On Friday – after the SEC’s closing bell of 5:30 pm – the SEC issued a statement (and Corp Fin posted this reconsideration letter to Whole Foods), prompting me to post my first-ever nighttime blog. Now I find myself blogging on a holiday. Here are the top 5 questions that I have been fielding:
1. How Big a Deal Is This? – Certainly it’s bigger than Tiny Courtney Lee. For companies dealing with counterproposals – proxy access or otherwise – it’s huge because they have challenging decisions to make right now. Looking at the bigger picture, it could be monumental as the future of the 14a-8 process might be in play. That might be an exaggeration – and hopefully it is – but perhaps the house of cards falls down if companies begin to routinely exclude proposals without consulting the Corp Fin Staff if they comfortably believe a proposal fits an exclusion. At the end of the day, this isn’t likely to come about for a host of reasons, including the expense of litigating and the threat of SEC’s Enforcement Division getting into the fray. Not to mention earning the ire of shareholders and proxy advisors. But it is a possibility.

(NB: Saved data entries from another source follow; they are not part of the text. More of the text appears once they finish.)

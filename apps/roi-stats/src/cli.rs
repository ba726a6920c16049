use std::path::PathBuf;

use asl_roi::consts::DEFAULT_MIN_NVOXELS;
use asl_roi::report::SidecarKinds;
use asl_roi::run::RunConfig;
use clap::Parser;

/// Generates perfusion stats within various ROIs
#[derive(Debug, Parser)]
#[command(name = "roi_stats", version)]
pub struct Cli {
    /// OXFORD_ASL or OXASL output directory
    #[arg(long = "oxasl-output")]
    pub oxasl_output: PathBuf,

    /// FSL_ANAT output directory
    #[arg(long)]
    pub fslanat: PathBuf,

    /// Output directory
    #[arg(short, long)]
    pub output: PathBuf,

    /// Minimum number of relevant voxels required to report statistics
    #[arg(long, default_value_t = DEFAULT_MIN_NVOXELS)]
    pub min_nvoxels: usize,

    /// Additional ROI as binarised mask in ASL space. The name of the ROI will be the stripped
    /// filename. May be specified multiple times
    #[arg(long, num_args = 1..)]
    pub roi_native: Vec<PathBuf>,

    /// Additional ROI as binarised mask in structural space. The name of the ROI will be the
    /// stripped filename. May be specified multiple times
    #[arg(long, num_args = 1..)]
    pub roi_struct: Vec<PathBuf>,

    /// Additional ROI as binarised mask in MNI space. The name of the ROI will be the stripped
    /// filename. May be specified multiple times
    #[arg(long, num_args = 1..)]
    pub roi_mni: Vec<PathBuf>,

    /// Add ROIs from Harvard-Oxford cortical/subcortical atlases
    #[arg(long)]
    pub add_atlas_rois: bool,

    /// Save ROIs in MNI space
    #[arg(long)]
    pub save_mni_rois: bool,

    /// Save ROIs in native (ASL) space
    #[arg(long)]
    pub save_native_rois: bool,

    /// Save binary masks in native (ASL) space
    #[arg(long)]
    pub save_native_masks: bool,

    /// FSL installation directory. Without it FSL programs are looked up on PATH
    #[arg(long, env = "FSLDIR")]
    pub fsldir: Option<PathBuf>,

    /// Enable debug logging
    #[arg(long)]
    pub debug: bool,
}

impl Cli {
    /// 转换为库的运行配置.
    pub fn to_config(&self) -> RunConfig {
        RunConfig {
            min_nvoxels: self.min_nvoxels,
            native_rois: self.roi_native.clone(),
            struct_rois: self.roi_struct.clone(),
            standard_rois: self.roi_mni.clone(),
            add_atlas_rois: self.add_atlas_rois,
            sidecars: SidecarKinds {
                native_rois: self.save_native_rois,
                native_masks: self.save_native_masks,
                mni_rois: self.save_mni_rois,
            },
            ..RunConfig::new(&self.oxasl_output, &self.fslanat, &self.output)
        }
    }
}

#[cfg(test)]
mod tests {
    use super::*;
    use std::path::Path;

    fn parse(args: &[&str]) -> Cli {
        Cli::try_parse_from(std::iter::once("roi_stats").chain(args.iter().copied())).unwrap()
    }

    const REQUIRED: [&str; 6] = ["--oxasl-output", "oxasl", "--fslanat", "T1.anat", "-o", "out"];

    #[test]
    fn test_defaults() {
        let c = parse(&REQUIRED).to_config();
        assert_eq!(c.oxasl_dir, Path::new("oxasl"));
        assert_eq!(c.fslanat_dir, Path::new("T1.anat"));
        assert_eq!(c.output_dir, Path::new("out"));
        assert_eq!(c.min_nvoxels, 10);
        assert!(c.native_rois.is_empty());
        assert!(!c.add_atlas_rois);
        assert!(c.sidecars.is_empty());
    }

    #[test]
    fn test_repeatable_rois() {
        let mut args = REQUIRED.to_vec();
        args.extend([
            "--roi-mni",
            "a.nii.gz",
            "b.nii.gz",
            "--roi-native",
            "n.nii",
            "--roi-mni",
            "c.nii.gz",
            "--min-nvoxels",
            "3",
            "--save-native-masks",
            "--add-atlas-rois",
        ]);
        let c = parse(&args).to_config();
        assert_eq!(c.standard_rois.len(), 3);
        assert_eq!(c.native_rois, [PathBuf::from("n.nii")]);
        assert_eq!(c.min_nvoxels, 3);
        assert!(c.add_atlas_rois);
        assert!(c.sidecars.native_masks);
        assert!(!c.sidecars.native_rois);
    }

    #[test]
    fn test_missing_required() {
        let r = Cli::try_parse_from(["roi_stats", "--oxasl-output", "oxasl"]);
        assert!(r.is_err());
    }
}
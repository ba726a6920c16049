//! 灌注数据集的选择与读取.
//!
//! 每个数据集是一对 (灌注, 方差) 图像, 加上可选的 GM/WM 掩膜. 数据集的后缀会附加到
//! 其所有统计量列名之后.
//!
//! # 注意
//!
//! 是否存在 PVC 结果目录决定了整个策略:
//!
//! 1. 存在时, GM/WM 使用 PVC 专用的灌注/方差图像, 掩膜阈值较宽松 (0.1).
//! 2. 不存在时, GM/WM 复用未校正的图像, 掩膜阈值较严格 (0.8), 后缀中带有百分比.

use std::path::{Path, PathBuf};
use std::rc::Rc;

use log::info;

use crate::consts::names::*;
use crate::consts::{percent, PVE_THRESHOLD_NOPVC, PVE_THRESHOLD_PVC};
use crate::stats::{region_stats, ExtractOptions, StatFields, StatRegistry};
use crate::{Mask3d, RoiResult, Volume};

/// 组织类型.
#[derive(Debug, Copy, Clone, PartialEq, Eq)]
pub enum Tissue {
    /// 灰质.
    Gm,

    /// 白质.
    Wm,
}

impl Tissue {
    /// 用于列名后缀与 ROI 名称的缩写.
    #[inline]
    pub fn abbr(self) -> &'static str {
        match self {
            Tissue::Gm => "GM",
            Tissue::Wm => "WM",
        }
    }
}

/// 数据集的读取计划. 图像路径相对于原生空间目录, 不带扩展名.
#[derive(Debug, Clone, PartialEq)]
pub struct DatasetSpec {
    /// 列名后缀.
    pub suffix: String,

    /// 灌注图像.
    pub value: PathBuf,

    /// 方差图像.
    pub variance: PathBuf,

    /// 额外掩膜: 原生空间中该组织的 PVE 大于阈值的体素.
    pub mask: Option<(Tissue, f64)>,
}

/// 原生空间目录下是否存在 PVC 结果.
#[inline]
pub fn has_pvc(native_dir: &Path) -> bool {
    native_dir.join(PVC_DIR).is_dir()
}

/// 根据是否存在 PVC 结果, 给出三个数据集的读取计划: 不加掩膜, GM, WM.
pub fn plan_datasets(pvc: bool) -> Vec<DatasetSpec> {
    let plain = DatasetSpec {
        suffix: String::new(),
        value: PERFUSION.into(),
        variance: PERFUSION_VAR.into(),
        mask: None,
    };
    if pvc {
        let pvc_dir = Path::new(PVC_DIR);
        vec![
            plain,
            DatasetSpec {
                suffix: format!(" {}", Tissue::Gm.abbr()),
                value: pvc_dir.join(PERFUSION),
                variance: pvc_dir.join(PERFUSION_VAR),
                mask: Some((Tissue::Gm, PVE_THRESHOLD_PVC)),
            },
            DatasetSpec {
                suffix: format!(" {}", Tissue::Wm.abbr()),
                value: pvc_dir.join(PERFUSION_WM),
                variance: pvc_dir.join(PERFUSION_WM_VAR),
                mask: Some((Tissue::Wm, PVE_THRESHOLD_PVC)),
            },
        ]
    } else {
        let masked = |t: Tissue| DatasetSpec {
            suffix: format!(" {}%+{}", percent(PVE_THRESHOLD_NOPVC), t.abbr()),
            mask: Some((t, PVE_THRESHOLD_NOPVC)),
            ..plain.clone()
        };
        let gm = masked(Tissue::Gm);
        let wm = masked(Tissue::Wm);
        vec![plain, gm, wm]
    }
}

/// 已读入内存的灌注数据集.
#[derive(Debug, Clone)]
pub struct PerfusionDataset {
    /// 列名后缀.
    pub suffix: String,

    /// 灌注图像. 不同数据集可能共享同一图像.
    pub value: Rc<Volume>,

    /// 方差图像.
    pub variance: Rc<Volume>,

    /// 额外掩膜.
    pub mask: Option<Mask3d>,
}

impl PerfusionDataset {
    /// 计算 `roi` 内该数据集的统计量.
    pub fn region_stats(
        &self,
        registry: &StatRegistry,
        roi: &Mask3d,
        opts: &ExtractOptions,
    ) -> RoiResult<StatFields> {
        region_stats(
            registry,
            self.value.data(),
            self.variance.data(),
            roi.view(),
            self.mask.as_ref().map(|m| m.view()),
            &self.suffix,
            opts,
        )
    }
}

/// 读取原生空间目录 `native_dir` 下的灌注数据集.
///
/// `gm_pve`, `wm_pve` 为已变换到原生空间的 PVE 图像. 同一图像只读取一次.
pub fn load_datasets(
    native_dir: &Path,
    gm_pve: &Volume,
    wm_pve: &Volume,
) -> RoiResult<Vec<PerfusionDataset>> {
    let pvc = has_pvc(native_dir);
    if pvc {
        info!(
            " - Found partial volume corrected results - will mask ROIs using GM/WM PVE (threshold: {PVE_THRESHOLD_PVC:.2})"
        );
    } else {
        info!(
            " - No partial volume corrected results - will mask ROIs using GM/WM PVE (threshold: {PVE_THRESHOLD_NOPVC:.2})"
        );
    }

    let mut cache: Vec<(PathBuf, Rc<Volume>)> = Vec::new();
    let mut open = |rel: &Path| -> RoiResult<Rc<Volume>> {
        if let Some((_, v)) = cache.iter().find(|(p, _)| p == rel) {
            return Ok(Rc::clone(v));
        }
        let v = Rc::new(Volume::open_resolved(native_dir.join(rel))?);
        cache.push((rel.to_owned(), Rc::clone(&v)));
        Ok(v)
    };

    plan_datasets(pvc)
        .into_iter()
        .map(|spec| {
            let mask = spec.mask.map(|(tissue, threshold)| match tissue {
                Tissue::Gm => gm_pve.threshold_mask(threshold),
                Tissue::Wm => wm_pve.threshold_mask(threshold),
            });
            Ok(PerfusionDataset {
                value: open(&spec.value)?,
                variance: open(&spec.variance)?,
                suffix: spec.suffix,
                mask,
            })
        })
        .collect()
}

#[cfg(test)]
mod tests {
    use super::*;
    use ndarray::Array3;
    use nifti::NiftiHeader;

    fn suffixes(pvc: bool) -> Vec<String> {
        plan_datasets(pvc).into_iter().map(|d| d.suffix).collect()
    }

    #[test]
    fn test_suffixes() {
        assert_eq!(suffixes(true), ["", " GM", " WM"]);
        assert_eq!(suffixes(false), ["", " 80%+GM", " 80%+WM"]);
    }

    #[test]
    fn test_thresholds() {
        let thresholds = |pvc| -> Vec<Option<f64>> {
            plan_datasets(pvc)
                .into_iter()
                .map(|d| d.mask.map(|(_, t)| t))
                .collect()
        };
        assert_eq!(thresholds(true), [None, Some(0.1), Some(0.1)]);
        assert_eq!(thresholds(false), [None, Some(0.8), Some(0.8)]);
    }

    #[test]
    fn test_pvc_images() {
        let plan = plan_datasets(true);
        assert_eq!(plan[0].value, Path::new("perfusion_calib"));
        assert_eq!(plan[1].value, Path::new("pvcorr/perfusion_calib"));
        assert_eq!(plan[2].variance, Path::new("pvcorr/perfusion_wm_var_calib"));
        assert_eq!(plan[2].mask.map(|m| m.0), Some(Tissue::Wm));

        // 无 PVC 时三个数据集共用同一对图像
        let plan = plan_datasets(false);
        assert!(plan.iter().all(|d| d.value == Path::new("perfusion_calib")));
        assert!(plan.iter().all(|d| d.variance == Path::new("perfusion_var_calib")));
    }

    #[test]
    fn test_load_shares_images() -> RoiResult<()> {
        let dir = tempfile::tempdir()?;
        let h = NiftiHeader::default();
        let v = Volume::from_parts(&h, Array3::from_elem((2, 2, 2), 1.0))?;
        v.save(dir.path().join("perfusion_calib.nii.gz"))?;
        v.save(dir.path().join("perfusion_var_calib.nii.gz"))?;

        let gm = Volume::from_parts(&h, Array3::from_elem((2, 2, 2), 0.9))?;
        let wm = Volume::from_parts(&h, Array3::from_elem((2, 2, 2), 0.5))?;
        let ds = load_datasets(dir.path(), &gm, &wm)?;

        assert_eq!(ds.len(), 3);
        assert!(Rc::ptr_eq(&ds[0].value, &ds[1].value));
        assert!(ds[0].mask.is_none());
        assert!(ds[1].mask.as_ref().unwrap().iter().all(|&m| m));
        assert!(ds[2].mask.as_ref().unwrap().iter().all(|&m| !m));
        Ok(())
    }
}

2. Has the SEC Ever Done This Before? – There have been a handful of Commission reversals of Corp Fin Staff positions in the shareholder proposal arena over the years. This situation isn’t that – at least, not yet. But even the SEC taking a proxy season off to ponder a reversal isn’t unprecedented either. As noted in this memo, the SEC took a similar approach in ’07 with Hewlett-Packard’s shareholder proposal after the AFSCME v. AIG court decision because the Staff hadn’t yet firmed up its views (this was the 1st proxy access shareholder proposal after the 2nd Circuit handed down its decision nullifying part of the SEC’s proxy access rule). As I recall, H-P decided to include the proposal in its proxy statement rather than exclude without no-action relief. But it’s a rare occurrence. I went back to review the Cracker Barrel saga in the early ’90s and I believe employment-related proposals under (i)(7) played out like this too, with the SEC taking a powder for a season (see pages 149-150 of my “Shareholder Proposal Handbook“).
Bear in mind that the appeals process for shareholder proposals is vague as there are no formal procedures (as covered on pages 39-41 of my Handbook). Also note that it’s unclear if this was a decision by Chair White alone or a majority of Commissioners.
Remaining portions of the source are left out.